United Nations Children’s Fund has given Nigeria’s food regulation agency 36 kits that test for micronutrients in foods without recourse to a laboratory.

The kits can test for vitamin A in manufactured products–many of which are not verified by National Agency for Food and Drug Administration and Control (NAFDAC) and produce results in 10 minutes.

UNICEF’s nutrition specialist, Dr Bamidele Omotola, who presented the kits to NAFDAC, said the agency had to ensure zero tolerance for fake food products.

“Now that we are talking about Vitamin A levels, the kits are very important, they will easily tell if the products are fake or not,” said Omotola.

“If it is fake, NAFDAC has the responsibility to ensure that the food product does not get to the market,” he urged.

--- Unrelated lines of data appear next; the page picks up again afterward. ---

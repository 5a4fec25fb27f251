//! Trained model artifacts: random-forest regressor, feature scaler and
//! categorical label encoders
//!
//! All artifacts are plain serde types so the backend can load them from JSON
//! files. Every artifact has a `validate` step; a bundle is only constructed
//! from artifacts that are individually valid and agree on the feature width.

use serde::{Deserialize, Serialize};
use thiserror::Error;

use crate::features::{preprocess_input, CategoryEncoders, FeatureVector, FEATURE_COUNT};
use crate::models::{clamp_and_round, WeatherObservation};

/// Structural problems found while validating an artifact
#[derive(Error, Debug, Clone, PartialEq)]
pub enum ArtifactError {
    #[error("regressor has no trees")]
    NoTrees,

    #[error("tree {tree} has no nodes")]
    EmptyTree { tree: usize },

    #[error("tree {tree} node {node} splits on feature {feature}, width is {width}")]
    FeatureOutOfRange {
        tree: usize,
        node: usize,
        feature: usize,
        width: usize,
    },

    #[error("tree {tree} node {node} has invalid child index {child}")]
    InvalidChild { tree: usize, node: usize, child: usize },

    #[error("{artifact} expects {found} features, pipeline produces {expected}")]
    WidthMismatch {
        artifact: &'static str,
        expected: usize,
        found: usize,
    },

    #[error("label encoder has no classes")]
    EmptyEncoder,

    #[error("label encoder classes must be sorted and unique")]
    UnsortedEncoder,
}

/// A node of a fitted regression tree, stored in pre-order
#[derive(Debug, Clone, Serialize, Deserialize, PartialEq)]
#[serde(tag = "kind", rename_all = "snake_case")]
pub enum TreeNode {
    Split {
        feature: usize,
        threshold: f64,
        left: usize,
        right: usize,
    },
    Leaf {
        value: f64,
    },
}

#[derive(Debug, Clone, Serialize, Deserialize, PartialEq)]
pub struct DecisionTree {
    pub nodes: Vec<TreeNode>,
}

impl DecisionTree {
    fn validate(&self, tree: usize, width: usize) -> Result<(), ArtifactError> {
        if self.nodes.is_empty() {
            return Err(ArtifactError::EmptyTree { tree });
        }
        for (node, entry) in self.nodes.iter().enumerate() {
            if let TreeNode::Split {
                feature,
                left,
                right,
                ..
            } = *entry
            {
                if feature >= width {
                    return Err(ArtifactError::FeatureOutOfRange {
                        tree,
                        node,
                        feature,
                        width,
                    });
                }
                // Children always follow their parent, which rules out cycles.
                for child in [left, right] {
                    if child <= node || child >= self.nodes.len() {
                        return Err(ArtifactError::InvalidChild { tree, node, child });
                    }
                }
            }
        }
        Ok(())
    }

    /// Walk from the root to a leaf. Only call on a validated tree.
    fn predict(&self, features: &[f64]) -> f64 {
        let mut index = 0;
        loop {
            match self.nodes[index] {
                TreeNode::Leaf { value } => return value,
                TreeNode::Split {
                    feature,
                    threshold,
                    left,
                    right,
                } => {
                    index = if features[feature] <= threshold {
                        left
                    } else {
                        right
                    };
                }
            }
        }
    }
}

/// Averaging ensemble of regression trees
#[derive(Debug, Clone, Serialize, Deserialize, PartialEq)]
pub struct ForestRegressor {
    pub n_features: usize,
    pub trees: Vec<DecisionTree>,
}

impl ForestRegressor {
    pub fn validate(&self) -> Result<(), ArtifactError> {
        if self.n_features != FEATURE_COUNT {
            return Err(ArtifactError::WidthMismatch {
                artifact: "regressor",
                expected: FEATURE_COUNT,
                found: self.n_features,
            });
        }
        if self.trees.is_empty() {
            return Err(ArtifactError::NoTrees);
        }
        self.trees
            .iter()
            .enumerate()
            .try_for_each(|(i, tree)| tree.validate(i, self.n_features))
    }

    pub fn predict(&self, features: &[f64]) -> f64 {
        let total: f64 = self.trees.iter().map(|t| t.predict(features)).sum();
        total / self.trees.len() as f64
    }
}

/// Per-feature standardisation, `(x - mean) / scale`
#[derive(Debug, Clone, Serialize, Deserialize, PartialEq)]
pub struct StandardScaler {
    pub mean: Vec<f64>,
    pub scale: Vec<f64>,
}

impl StandardScaler {
    pub fn validate(&self) -> Result<(), ArtifactError> {
        let widths = [
            ("scaler mean", self.mean.len()),
            ("scaler scale", self.scale.len()),
        ];
        for (artifact, found) in widths {
            if found != FEATURE_COUNT {
                return Err(ArtifactError::WidthMismatch {
                    artifact,
                    expected: FEATURE_COUNT,
                    found,
                });
            }
        }
        Ok(())
    }

    pub fn transform(&self, features: &FeatureVector) -> FeatureVector {
        let mut scaled = *features;
        for (i, value) in scaled.iter_mut().enumerate() {
            let scale = if self.scale[i] == 0.0 { 1.0 } else { self.scale[i] };
            *value = (*value - self.mean[i]) / scale;
        }
        scaled
    }
}

#[derive(Error, Debug, Clone, PartialEq, Eq)]
#[error("label not seen during training: {0}")]
pub struct UnseenLabel(pub String);

/// Maps category labels to their index in a sorted class list
#[derive(Debug, Clone, Serialize, Deserialize, PartialEq)]
pub struct LabelEncoder {
    pub classes: Vec<String>,
}

impl LabelEncoder {
    /// Build an encoder from arbitrary labels (lowercased, sorted, deduplicated)
    pub fn fit<I, S>(labels: I) -> Self
    where
        I: IntoIterator<Item = S>,
        S: AsRef<str>,
    {
        let mut classes: Vec<String> = labels
            .into_iter()
            .map(|l| l.as_ref().to_lowercase())
            .collect();
        classes.sort();
        classes.dedup();
        Self { classes }
    }

    pub fn validate(&self) -> Result<(), ArtifactError> {
        if self.classes.is_empty() {
            return Err(ArtifactError::EmptyEncoder);
        }
        if self.classes.windows(2).any(|w| w[0] >= w[1]) {
            return Err(ArtifactError::UnsortedEncoder);
        }
        Ok(())
    }

    /// Encode a label; matching is case-insensitive
    pub fn transform(&self, label: &str) -> Result<usize, UnseenLabel> {
        let lower = label.to_lowercase();
        self.classes
            .binary_search(&lower)
            .map_err(|_| UnseenLabel(label.to_string()))
    }
}

/// A fully loaded, mutually consistent set of model artifacts
#[derive(Debug, Clone, PartialEq)]
pub struct LoadedModel {
    pub regressor: ForestRegressor,
    pub scaler: StandardScaler,
    pub location_encoder: LabelEncoder,
    pub season_encoder: LabelEncoder,
}

impl LoadedModel {
    pub fn new(
        regressor: ForestRegressor,
        scaler: StandardScaler,
        location_encoder: LabelEncoder,
        season_encoder: LabelEncoder,
    ) -> Result<Self, ArtifactError> {
        regressor.validate()?;
        scaler.validate()?;
        location_encoder.validate()?;
        season_encoder.validate()?;
        Ok(Self {
            regressor,
            scaler,
            location_encoder,
            season_encoder,
        })
    }

    pub fn encoders(&self) -> CategoryEncoders<'_> {
        CategoryEncoders {
            location: &self.location_encoder,
            season: &self.season_encoder,
        }
    }

    /// Regression estimate in mm, clamped and rounded like the rule-based path
    pub fn estimate(&self, observation: &WeatherObservation) -> f64 {
        let features = preprocess_input(observation, Some(self.encoders()));
        let scaled = self.scaler.transform(&features);
        clamp_and_round(self.regressor.predict(&scaled))
    }
}

/// The optional ML path: either every artifact is present or none is used
#[derive(Debug, Clone, PartialEq, Default)]
pub enum ModelBundle {
    Loaded(Box<LoadedModel>),
    #[default]
    Unavailable,
}

impl ModelBundle {
    pub fn is_available(&self) -> bool {
        matches!(self, ModelBundle::Loaded(_))
    }

    pub fn encoders(&self) -> Option<CategoryEncoders<'_>> {
        match self {
            ModelBundle::Loaded(model) => Some(model.encoders()),
            ModelBundle::Unavailable => None,
        }
    }

    /// Feature vector using the trained encoders when loaded, fallbacks otherwise
    pub fn preprocess(&self, observation: &WeatherObservation) -> FeatureVector {
        preprocess_input(observation, self.encoders())
    }

    pub fn estimate(&self, observation: &WeatherObservation) -> Option<f64> {
        match self {
            ModelBundle::Loaded(model) => Some(model.estimate(observation)),
            ModelBundle::Unavailable => None,
        }
    }
}

#[cfg(test)]
mod tests {
    use super::*;
    use crate::models::Season;
    use chrono::NaiveDate;

    fn leaf(value: f64) -> TreeNode {
        TreeNode::Leaf { value }
    }

    fn humidity_stump(threshold: f64, low: f64, high: f64) -> DecisionTree {
        DecisionTree {
            nodes: vec![
                TreeNode::Split {
                    feature: 1,
                    threshold,
                    left: 1,
                    right: 2,
                },
                leaf(low),
                leaf(high),
            ],
        }
    }

    fn identity_scaler() -> StandardScaler {
        StandardScaler {
            mean: vec![0.0; FEATURE_COUNT],
            scale: vec![1.0; FEATURE_COUNT],
        }
    }

    fn observation(location: &str, season: &str, humidity: f64) -> WeatherObservation {
        WeatherObservation {
            location: location.to_string(),
            date: NaiveDate::from_ymd_opt(2024, 6, 15).unwrap(),
            temperature: 20.0,
            humidity,
            pressure: 1010.0,
            wind_speed: 10.0,
            cloud_cover: 50.0,
            season: season.to_string(),
            time_of_day: "morning".to_string(),
        }
    }

    fn loaded(trees: Vec<DecisionTree>) -> LoadedModel {
        LoadedModel::new(
            ForestRegressor {
                n_features: FEATURE_COUNT,
                trees,
            },
            identity_scaler(),
            LabelEncoder::fit(["London", "New York", "Tokyo", "Sydney"]),
            LabelEncoder::fit(Season::ALL.iter().map(|s| s.as_str())),
        )
        .unwrap()
    }

    #[test]
    fn test_forest_averages_trees() {
        let model = loaded(vec![
            humidity_stump(60.0, 1.0, 10.0),
            humidity_stump(80.0, 2.0, 20.0),
        ]);
        assert_eq!(model.estimate(&observation("London", "summer", 70.0)), 6.0);
        assert_eq!(model.estimate(&observation("London", "summer", 90.0)), 15.0);
        assert_eq!(model.estimate(&observation("London", "summer", 50.0)), 1.5);
    }

    #[test]
    fn test_estimate_is_clamped() {
        let model = loaded(vec![DecisionTree {
            nodes: vec![leaf(-4.0)],
        }]);
        assert_eq!(model.estimate(&observation("London", "summer", 70.0)), 0.0);
    }

    #[test]
    fn test_scaler_transform_treats_zero_scale_as_one() {
        let mut scaler = identity_scaler();
        scaler.mean[0] = 10.0;
        scaler.scale[0] = 2.0;
        scaler.mean[1] = 5.0;
        scaler.scale[1] = 0.0;
        let mut features = [0.0; FEATURE_COUNT];
        features[0] = 20.0;
        features[1] = 8.0;
        let scaled = scaler.transform(&features);
        assert_eq!(scaled[0], 5.0);
        assert_eq!(scaled[1], 3.0);
    }

    #[test]
    fn test_label_encoder_sorted_codes() {
        let encoder = LabelEncoder::fit(["tokyo", "London", "sydney", "new york", "london"]);
        assert_eq!(encoder.classes, vec!["london", "new york", "sydney", "tokyo"]);
        assert_eq!(encoder.transform("LONDON"), Ok(0));
        assert_eq!(encoder.transform("tokyo"), Ok(3));
        assert!(encoder.transform("paris").is_err());
    }

    #[test]
    fn test_label_encoder_rejects_unsorted_classes() {
        let encoder = LabelEncoder {
            classes: vec!["b".to_string(), "a".to_string()],
        };
        assert_eq!(encoder.validate(), Err(ArtifactError::UnsortedEncoder));
        let empty = LabelEncoder { classes: vec![] };
        assert_eq!(empty.validate(), Err(ArtifactError::EmptyEncoder));
    }

    #[test]
    fn test_regressor_validation() {
        let wrong_width = ForestRegressor {
            n_features: 7,
            trees: vec![humidity_stump(50.0, 0.0, 1.0)],
        };
        assert!(matches!(
            wrong_width.validate(),
            Err(ArtifactError::WidthMismatch { .. })
        ));

        let no_trees = ForestRegressor {
            n_features: FEATURE_COUNT,
            trees: vec![],
        };
        assert_eq!(no_trees.validate(), Err(ArtifactError::NoTrees));

        let cyclic = ForestRegressor {
            n_features: FEATURE_COUNT,
            trees: vec![DecisionTree {
                nodes: vec![TreeNode::Split {
                    feature: 0,
                    threshold: 1.0,
                    left: 0,
                    right: 0,
                }],
            }],
        };
        assert!(matches!(
            cyclic.validate(),
            Err(ArtifactError::InvalidChild { .. })
        ));

        let bad_feature = ForestRegressor {
            n_features: FEATURE_COUNT,
            trees: vec![DecisionTree {
                nodes: vec![
                    TreeNode::Split {
                        feature: 12,
                        threshold: 1.0,
                        left: 1,
                        right: 2,
                    },
                    leaf(0.0),
                    leaf(1.0),
                ],
            }],
        };
        assert!(matches!(
            bad_feature.validate(),
            Err(ArtifactError::FeatureOutOfRange { feature: 12, .. })
        ));
    }

    #[test]
    fn test_tree_node_json_shape() {
        let json = r#"{"nodes":[
            {"kind":"split","feature":4,"threshold":60.0,"left":1,"right":2},
            {"kind":"leaf","value":0.5},
            {"kind":"leaf","value":7.25}
        ]}"#;
        let tree: DecisionTree = serde_json::from_str(json).unwrap();
        assert_eq!(tree.nodes.len(), 3);
        assert!(tree.validate(0, FEATURE_COUNT).is_ok());
    }

    #[test]
    fn test_unavailable_bundle() {
        let bundle = ModelBundle::Unavailable;
        assert!(!bundle.is_available());
        assert!(bundle.encoders().is_none());
        assert_eq!(bundle.estimate(&observation("London", "summer", 70.0)), None);
    }

    #[test]
    fn test_loaded_bundle_uses_trained_encoders() {
        let bundle = ModelBundle::Loaded(Box::new(loaded(vec![humidity_stump(
            60.0, 1.0, 10.0,
        )])));
        assert!(bundle.is_available());
        let features = bundle.preprocess(&observation("Tokyo", "winter", 70.0));
        // classes: london, new york, sydney, tokyo
        assert_eq!(features[7], 3.0);
        // classes: autumn, monsoon, post-monsoon, pre-monsoon, spring, summer, winter
        assert_eq!(features[8], 6.0);
    }
}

Micronutrient levels in food are crucial to the country’s biofortification programme, and new kits in NAFDAC’s possession can be used to test for nutrients in vegetable oil, flour and sugar–all foods that should mandatorily contain vitamin A.

In biofortification, micro nutrients and vitamins are added to foods.

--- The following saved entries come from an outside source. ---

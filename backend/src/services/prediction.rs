//! Prediction service: geocodes the location and runs the rule-based pipeline

use shared::{
    forecast, location_adjustment, ForecastBreakdown, GeoError, GeoResult, LocationAdjustment,
    WeatherObservation,
};
use std::sync::Arc;

use crate::external::Geocoder;

/// Rainfall prediction orchestrator
#[derive(Clone)]
pub struct PredictionService {
    geocoder: Arc<dyn Geocoder>,
}

impl PredictionService {
    pub fn new(geocoder: Arc<dyn Geocoder>) -> Self {
        Self { geocoder }
    }

    /// Geocode a location name; failures are logged and returned, never raised
    pub async fn lookup(&self, location: &str) -> GeoResult {
        if location.trim().is_empty() {
            return Err(GeoError::NotFound(String::new()));
        }
        let result = self.geocoder.locate(location).await;
        match &result {
            Ok(coords) => tracing::debug!(
                location,
                latitude = coords.latitude,
                longitude = coords.longitude,
                "Geocoded location"
            ),
            Err(err) => tracing::debug!(location, "Geocoding failed, using neutral climate factor: {}", err),
        }
        result
    }

    /// Combined latitude-band and keyword multiplier for a location
    pub async fn climate_factor(&self, location: &str) -> LocationAdjustment {
        let lookup = self.lookup(location).await;
        location_adjustment(location, &lookup)
    }

    /// Full prediction with its contributing factors
    pub async fn forecast(&self, observation: &WeatherObservation) -> ForecastBreakdown {
        let lookup = self.lookup(&observation.location).await;
        let breakdown = forecast(observation, &lookup);

        tracing::info!(
            location = %observation.location,
            season = %observation.season,
            base_mm = breakdown.base_mm,
            multiplier = breakdown.season_multiplier * breakdown.location.multiplier(),
            rainfall_mm = breakdown.result.rainfall_mm,
            probability = breakdown.result.probability_pct,
            "Rainfall predicted"
        );

        breakdown
    }

    /// Final rainfall in mm
    pub async fn predict_rainfall(&self, observation: &WeatherObservation) -> f64 {
        self.forecast(observation).await.result.rainfall_mm
    }
}
//! Weather observation models

use chrono::NaiveDate;
use serde::{Deserialize, Serialize};
use std::fmt;
use std::str::FromStr;
use thiserror::Error;

/// Seasons recognised by the seasonal multiplier table
#[derive(Debug, Clone, Copy, Serialize, Deserialize, PartialEq, Eq, Hash)]
#[serde(rename_all = "kebab-case")]
pub enum Season {
    Winter,
    Spring,
    Summer,
    Autumn,
    Monsoon,
    PreMonsoon,
    PostMonsoon,
}

impl Season {
    pub const ALL: [Season; 7] = [
        Season::Winter,
        Season::Spring,
        Season::Summer,
        Season::Autumn,
        Season::Monsoon,
        Season::PreMonsoon,
        Season::PostMonsoon,
    ];

    pub fn as_str(&self) -> &'static str {
        match self {
            Season::Winter => "winter",
            Season::Spring => "spring",
            Season::Summer => "summer",
            Season::Autumn => "autumn",
            Season::Monsoon => "monsoon",
            Season::PreMonsoon => "pre-monsoon",
            Season::PostMonsoon => "post-monsoon",
        }
    }

    /// Rainfall intensity multiplier for the season
    pub fn multiplier(&self) -> f64 {
        match self {
            Season::Winter => 0.7,
            Season::Spring => 1.1,
            Season::Summer => 0.8,
            Season::Autumn => 1.2,
            Season::Monsoon => 1.8,
            Season::PreMonsoon => 1.3,
            Season::PostMonsoon => 1.1,
        }
    }
}

impl fmt::Display for Season {
    fn fmt(&self, f: &mut fmt::Formatter<'_>) -> fmt::Result {
        f.write_str(self.as_str())
    }
}

#[derive(Error, Debug, Clone, PartialEq, Eq)]
#[error("unknown season: {0}")]
pub struct UnknownSeason(pub String);

impl FromStr for Season {
    type Err = UnknownSeason;

    /// Case-insensitive; surrounding whitespace is significant
    fn from_str(s: &str) -> Result<Self, Self::Err> {
        let lower = s.to_lowercase();
        Season::ALL
            .into_iter()
            .find(|season| season.as_str() == lower)
            .ok_or_else(|| UnknownSeason(s.to_string()))
    }
}

/// A single prediction request's weather readings
///
/// `season` keeps the label exactly as submitted so that history and CSV
/// export show what the user entered; use [`WeatherObservation::season`]
/// for the parsed value.
#[derive(Debug, Clone, Serialize, Deserialize, PartialEq)]
pub struct WeatherObservation {
    pub location: String,
    pub date: NaiveDate,
    pub temperature: f64,
    pub humidity: f64,
    pub pressure: f64,
    pub wind_speed: f64,
    pub cloud_cover: f64,
    pub season: String,
    pub time_of_day: String,
}

impl WeatherObservation {
    pub fn season(&self) -> Option<Season> {
        self.season.parse().ok()
    }

    /// Seasonal multiplier, 1.0 when the label is not a known season
    pub fn season_multiplier(&self) -> f64 {
        self.season().map(|s| s.multiplier()).unwrap_or(1.0)
    }
}

#[cfg(test)]
mod tests {
    use super::*;

    #[test]
    fn test_season_parse_is_case_insensitive() {
        assert_eq!("MONSOON".parse::<Season>(), Ok(Season::Monsoon));
        assert_eq!("Pre-Monsoon".parse::<Season>(), Ok(Season::PreMonsoon));
        assert_eq!("post-monsoon".parse::<Season>(), Ok(Season::PostMonsoon));
    }

    #[test]
    fn test_season_parse_unknown() {
        assert!("rainy".parse::<Season>().is_err());
        assert!(" winter".parse::<Season>().is_err());
        assert!("".parse::<Season>().is_err());
    }

    #[test]
    fn test_season_multipliers() {
        assert_eq!(Season::Winter.multiplier(), 0.7);
        assert_eq!(Season::Spring.multiplier(), 1.1);
        assert_eq!(Season::Summer.multiplier(), 0.8);
        assert_eq!(Season::Autumn.multiplier(), 1.2);
        assert_eq!(Season::Monsoon.multiplier(), 1.8);
        assert_eq!(Season::PreMonsoon.multiplier(), 1.3);
        assert_eq!(Season::PostMonsoon.multiplier(), 1.1);
    }

    #[test]
    fn test_unknown_season_multiplier_defaults_to_one() {
        let obs = WeatherObservation {
            location: "London".to_string(),
            date: NaiveDate::from_ymd_opt(2024, 1, 15).unwrap(),
            temperature: 15.0,
            humidity: 70.0,
            pressure: 1010.0,
            wind_speed: 10.0,
            cloud_cover: 60.0,
            season: "dry".to_string(),
            time_of_day: "morning".to_string(),
        };
        assert_eq!(obs.season(), None);
        assert_eq!(obs.season_multiplier(), 1.0);
    }

    #[test]
    fn test_season_serde_uses_kebab_case() {
        let json = serde_json::to_string(&Season::PreMonsoon).unwrap();
        assert_eq!(json, "\"pre-monsoon\"");
    }
}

NAFDAC director-general, Dr Paul Orhii, emphasised: “If we are able to regulate foods very well, we will be able to reduce the rate of which Nigerians get ill; and the rate of drug intake will also be reduced.”

He added it would also help reduce the rate at which people get exposed to fake and counterfeit drugs.

“In food, the quality is very important for better nourishment of the body,” he observed.

In September, the agency received i-Check kits, portable devices that can allow officials test for minerals as magnesium and fluorine in foods out in the field and without recourse to laboratories.